> **Task instructions**:
Exactly the lines from the opening of the records through the line containing "type Error = ConfigError;" should be copied, with both included.
-*-
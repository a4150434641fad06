//! Backdrop configuration.
//!
//! Every section is defaulted, so a config file only needs the values it
//! changes:
//!
//! ```json
//! {
//!     "seed": 7,
//!     "clusters": { "count": 5 },
//!     "style": { "primary": "#22d3ee" }
//! }
//! ```

use std::fmt;
use std::fs;
use std::path::Path;

use glam::{Vec3, Vec4};
use serde::{Deserialize, Serialize};

use crate::error::ConfigError;

/// An sRGB color, serialized as `#rrggbb`.
#[derive(Clone, Copy, Debug, PartialEq, Serialize, Deserialize)]
#[serde(try_from = "String", into = "String")]
pub struct Color(pub Vec3);

impl Color {
    /// Build a color from 8-bit channels.
    pub fn rgb8(r: u8, g: u8, b: u8) -> Self {
        Self(Vec3::new(r as f32 / 255.0, g as f32 / 255.0, b as f32 / 255.0))
    }

    /// Parse `#rrggbb` (the leading `#` is optional).
    pub fn parse_hex(s: &str) -> Result<Self, ConfigError> {
        let hex = s.trim().trim_start_matches('#');
        if hex.len() != 6 || !hex.chars().all(|c| c.is_ascii_hexdigit()) {
            return Err(ConfigError::Invalid(format!("expected #rrggbb color, got {s:?}")));
        }
        let channel = |i: usize| {
            u8::from_str_radix(&hex[i..i + 2], 16)
                .map_err(|_| ConfigError::Invalid(format!("expected #rrggbb color, got {s:?}")))
        };
        Ok(Self::rgb8(channel(0)?, channel(2)?, channel(4)?))
    }

    /// This color with the given alpha.
    pub fn with_alpha(self, alpha: f32) -> Vec4 {
        self.0.extend(alpha)
    }

    /// Linear blend towards `other`.
    pub fn lerp(self, other: Color, t: f32) -> Color {
        Color(self.0.lerp(other.0, t))
    }
}

impl fmt::Display for Color {
    fn fmt(&self, f: &mut fmt::Formatter<'_>) -> fmt::Result {
        let c = (self.0.clamp(Vec3::ZERO, Vec3::ONE) * 255.0).round();
        write!(f, "#{:02x}{:02x}{:02x}", c.x as u8, c.y as u8, c.z as u8)
    }
}

impl TryFrom<String> for Color {
    type Error = ConfigError;

    fn try_from(value: String) -> Result<Self, Self::Error> {
        Color::parse_hex(&value)
    }
}

impl From<Color> for String {
    fn from(color: Color) -> Self {
        color.to_string()
    }
}

/// Cluster field settings.
#[derive(Clone, Debug, PartialEq, Serialize, Deserialize)]
#[serde(default)]
pub struct ClusterConfig {
    /// Number of clusters.
    pub count: usize,
    /// Maximum absolute velocity component, in pixels per frame.
    pub speed: f32,
    /// Smallest cluster radius in pixels.
    pub radius_min: f32,
    /// Largest cluster radius in pixels.
    pub radius_max: f32,
}

impl Default for ClusterConfig {
    fn default() -> Self {
        Self {
            count: 7,
            speed: 0.3,
            radius_min: 80.0,
            radius_max: 160.0,
        }
    }
}

/// Per-particle settings.
#[derive(Clone, Debug, PartialEq, Serialize, Deserialize)]
#[serde(default)]
pub struct ParticleConfig {
    /// Particles owned by each cluster.
    pub per_cluster: usize,
    /// Maximum absolute velocity component of the local drift.
    pub speed: f32,
    /// Core radius in pixels.
    pub radius: f32,
    pub opacity_min: f32,
    pub opacity_max: f32,
    /// Phase advance per frame, in radians.
    pub pulse_rate: f32,
    /// Amplitude of the sinusoidal opacity term.
    pub pulse_amplitude: f32,
    /// Factor applied to an offset that strays past the cluster radius.
    pub containment_decay: f32,
    /// Glow radius as a multiple of the core radius.
    pub glow_scale: f32,
    /// Glow alpha as a fraction of the core opacity.
    pub glow_strength: f32,
}

impl Default for ParticleConfig {
    fn default() -> Self {
        Self {
            per_cluster: 22,
            speed: 0.15,
            radius: 1.5,
            opacity_min: 0.3,
            opacity_max: 0.8,
            pulse_rate: 0.02,
            pulse_amplitude: 0.2,
            containment_decay: 0.98,
            glow_scale: 4.0,
            glow_strength: 0.35,
        }
    }
}

/// Proximity edge settings.
#[derive(Clone, Debug, PartialEq, Serialize, Deserialize)]
#[serde(default)]
pub struct ConnectionConfig {
    /// Distance at which an edge fades out completely.
    pub threshold: f32,
    /// Opacity of an edge between coincident particles.
    pub max_opacity: f32,
    /// Stroke width in pixels.
    pub line_width: f32,
}

impl Default for ConnectionConfig {
    fn default() -> Self {
        Self {
            threshold: 140.0,
            max_opacity: 0.25,
            line_width: 0.6,
        }
    }
}

/// Edge-darkening pass drawn over everything else.
#[derive(Clone, Debug, PartialEq, Serialize, Deserialize)]
#[serde(default)]
pub struct VignetteConfig {
    /// Fraction of the center-to-corner distance left untouched.
    pub inner: f32,
    /// Fraction at which the vignette reaches full strength.
    pub outer: f32,
    /// Alpha of the background color at full strength.
    pub strength: f32,
}

impl Default for VignetteConfig {
    fn default() -> Self {
        Self {
            inner: 0.25,
            outer: 1.0,
            strength: 0.7,
        }
    }
}

/// Colors and cosmetic passes.
#[derive(Clone, Debug, PartialEq, Serialize, Deserialize)]
#[serde(default)]
pub struct StyleConfig {
    pub background: Color,
    /// Tint of the first cluster and start color of every edge.
    pub primary: Color,
    /// Tint of the last cluster and end color of every edge.
    pub secondary: Color,
    pub vignette: Option<VignetteConfig>,
}

impl Default for StyleConfig {
    fn default() -> Self {
        Self {
            background: Color::rgb8(0x05, 0x07, 0x12),
            primary: Color::rgb8(0x06, 0xb6, 0xd4),
            secondary: Color::rgb8(0x8b, 0x5c, 0xf6),
            vignette: Some(VignetteConfig::default()),
        }
    }
}

impl StyleConfig {
    /// Tint for cluster `index` out of `count`, spread from primary to secondary.
    pub fn cluster_color(&self, index: usize, count: usize) -> Color {
        if count <= 1 {
            return self.primary;
        }
        self.primary.lerp(self.secondary, index as f32 / (count - 1) as f32)
    }
}

/// Window settings for the windowed host.
#[derive(Clone, Debug, PartialEq, Serialize, Deserialize)]
#[serde(default)]
pub struct WindowConfig {
    pub title: String,
    pub width: u32,
    pub height: u32,
}

impl Default for WindowConfig {
    fn default() -> Self {
        Self {
            title: "Neural Backdrop".to_string(),
            width: 1280,
            height: 720,
        }
    }
}

/// Complete backdrop configuration.
#[derive(Clone, Debug, Default, PartialEq, Serialize, Deserialize)]
#[serde(default)]
pub struct BackdropConfig {
    /// RNG seed. `None` seeds from entropy.
    pub seed: Option<u64>,
    pub clusters: ClusterConfig,
    pub particles: ParticleConfig,
    pub connections: ConnectionConfig,
    pub style: StyleConfig,
    pub window: WindowConfig,
}

impl BackdropConfig {
    /// Load and validate a JSON config file.
    pub fn load(path: impl AsRef<Path>) -> Result<Self, ConfigError> {
        let text = fs::read_to_string(path)?;
        Self::from_json(&text)
    }

    /// Parse and validate a JSON config string.
    pub fn from_json(text: &str) -> Result<Self, ConfigError> {
        let config: Self = serde_json::from_str(text)?;
        config.validate()?;
        Ok(config)
    }

    /// Serialize to pretty JSON.
    pub fn to_json(&self) -> Result<String, ConfigError> {
        Ok(serde_json::to_string_pretty(self)?)
    }

    /// Reject values that would break the simulation's invariants.
    pub fn validate(&self) -> Result<(), ConfigError> {
        let c = &self.clusters;
        check(c.speed >= 0.0, "clusters.speed must be >= 0")?;
        check(c.radius_min > 0.0, "clusters.radius_min must be > 0")?;
        check(
            c.radius_min <= c.radius_max,
            "clusters.radius_min must not exceed clusters.radius_max",
        )?;

        let p = &self.particles;
        check(p.speed >= 0.0, "particles.speed must be >= 0")?;
        check(p.radius > 0.0, "particles.radius must be > 0")?;
        check(
            (0.0..=1.0).contains(&p.opacity_min) && (0.0..=1.0).contains(&p.opacity_max),
            "particles.opacity_min and opacity_max must lie in [0, 1]",
        )?;
        check(
            p.opacity_min <= p.opacity_max,
            "particles.opacity_min must not exceed particles.opacity_max",
        )?;
        check(
            p.containment_decay > 0.0 && p.containment_decay < 1.0,
            "particles.containment_decay must lie in (0, 1)",
        )?;
        check(p.pulse_amplitude >= 0.0, "particles.pulse_amplitude must be >= 0")?;
        check(p.glow_scale >= 1.0, "particles.glow_scale must be >= 1")?;

        let e = &self.connections;
        check(e.threshold > 0.0, "connections.threshold must be > 0")?;
        check(
            e.max_opacity > 0.0 && e.max_opacity <= 1.0,
            "connections.max_opacity must lie in (0, 1]",
        )?;
        check(e.line_width > 0.0, "connections.line_width must be > 0")?;

        if let Some(v) = &self.style.vignette {
            check(
                v.inner >= 0.0 && v.inner < v.outer,
                "style.vignette.inner must be >= 0 and below outer",
            )?;
        }

        let w = &self.window;
        check(
            w.width > 0 && w.height > 0,
            "window.width and window.height must be > 0",
        )?;
        Ok(())
    }
}

fn check(ok: bool, message: &str) -> Result<(), ConfigError> {
    if ok {
        Ok(())
    } else {
        Err(ConfigError::Invalid(message.to_string()))
    }
}

#[cfg(test)]
mod tests {
    use super::*;

    #[test]
    fn test_defaults_are_valid() {
        let config = BackdropConfig::default();
        assert!(config.validate().is_ok());
        assert_eq!(config.clusters.count, 7);
        assert_eq!(config.particles.per_cluster, 22);
        assert_eq!(config.connections.threshold, 140.0);
    }

    #[test]
    fn test_partial_json_fills_defaults() {
        let config = BackdropConfig::from_json(
            r##"{ "seed": 9, "clusters": { "count": 3 }, "style": { "primary": "#ff0000" } }"##,
        )
        .unwrap();

        assert_eq!(config.seed, Some(9));
        assert_eq!(config.clusters.count, 3);
        assert_eq!(config.clusters.radius_max, 160.0);
        assert_eq!(config.style.primary, Color::rgb8(255, 0, 0));
        assert_eq!(config.style.secondary, StyleConfig::default().secondary);
    }

    #[test]
    fn test_json_round_trip_preserves_colors() {
        let config = BackdropConfig::default();
        let json = config.to_json().unwrap();
        assert!(json.contains("\"#06b6d4\""));
        assert_eq!(BackdropConfig::from_json(&json).unwrap(), config);
    }

    #[test]
    fn test_rejects_decay_outside_unit_interval() {
        let mut config = BackdropConfig::default();
        config.particles.containment_decay = 1.0;
        assert!(matches!(config.validate(), Err(ConfigError::Invalid(_))));

        config.particles.containment_decay = 0.0;
        assert!(config.validate().is_err());
    }

    #[test]
    fn test_rejects_inverted_radius_range() {
        let mut config = BackdropConfig::default();
        config.clusters.radius_min = 200.0;
        assert!(config.validate().is_err());
    }

    #[test]
    fn test_bad_color_is_a_parse_error() {
        let err = BackdropConfig::from_json(r#"{ "style": { "background": "teal" } }"#).unwrap_err();
        assert!(matches!(err, ConfigError::Parse(_)));
    }

    #[test]
    fn test_hex_color_requires_hex_digits() {
        assert_eq!(Color::parse_hex("#0a0B0c").unwrap(), Color::rgb8(0x0a, 0x0b, 0x0c));
        assert!(Color::parse_hex("#+1+2+3").is_err());
        assert!(Color::parse_hex("#-1ffff").is_err());
        assert!(Color::parse_hex("#12345g").is_err());
        assert!(Color::parse_hex("#12345").is_err());
    }

    #[test]
    fn test_rejects_zero_window_size() {
        let mut config = BackdropConfig::default();
        config.window.height = 0;
        assert!(matches!(config.validate(), Err(ConfigError::Invalid(_))));
    }

    #[test]
    fn test_cluster_colors_span_palette() {
        let style = StyleConfig::default();
        assert_eq!(style.cluster_color(0, 7), style.primary);
        assert!(style.cluster_color(6, 7).0.abs_diff_eq(style.secondary.0, 1e-6));
        assert_eq!(style.cluster_color(0, 1), style.primary);
    }
}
-*-
> **Problem solution**:
repository a4150434641fad06
//! Backdrop configuration.
//!
//! Every section is defaulted, so a config file only needs the values it
//! changes:
//!
//! ```json
//! {
//!     "seed": 7,
//!     "clusters": { "count": 5 },
//!     "style": { "primary": "#22d3ee" }
//! }
//! ```

use std::fmt;
use std::fs;
use std::path::Path;

use glam::{Vec3, Vec4};
use serde::{Deserialize, Serialize};

use crate::error::ConfigError;

/// An sRGB color, serialized as `#rrggbb`.
#[derive(Clone, Copy, Debug, PartialEq, Serialize, Deserialize)]
#[serde(try_from = "String", into = "String")]
pub struct Color(pub Vec3);

impl Color {
    /// Build a color from 8-bit channels.
    pub fn rgb8(r: u8, g: u8, b: u8) -> Self {
        Self(Vec3::new(r as f32 / 255.0, g as f32 / 255.0, b as f32 / 255.0))
    }

    /// Parse `#rrggbb` (the leading `#` is optional).
    pub fn parse_hex(s: &str) -> Result<Self, ConfigError> {
        let hex = s.trim().trim_start_matches('#');
        if hex.len() != 6 || !hex.chars().all(|c| c.is_ascii_hexdigit()) {
            return Err(ConfigError::Invalid(format!("expected #rrggbb color, got {s:?}")));
        }
        let channel = |i: usize| {
            u8::from_str_radix(&hex[i..i + 2], 16)
                .map_err(|_| ConfigError::Invalid(format!("expected #rrggbb color, got {s:?}")))
        };
        Ok(Self::rgb8(channel(0)?, channel(2)?, channel(4)?))
    }

    /// This color with the given alpha.
    pub fn with_alpha(self, alpha: f32) -> Vec4 {
        self.0.extend(alpha)
    }

    /// Linear blend towards `other`.
    pub fn lerp(self, other: Color, t: f32) -> Color {
        Color(self.0.lerp(other.0, t))
    }
}

impl fmt::Display for Color {
    fn fmt(&self, f: &mut fmt::Formatter<'_>) -> fmt::Result {
        let c = (self.0.clamp(Vec3::ZERO, Vec3::ONE) * 255.0).round();
        write!(f, "#{:02x}{:02x}{:02x}", c.x as u8, c.y as u8, c.z as u8)
    }
}

impl TryFrom<String> for Color {
    type Error = ConfigError;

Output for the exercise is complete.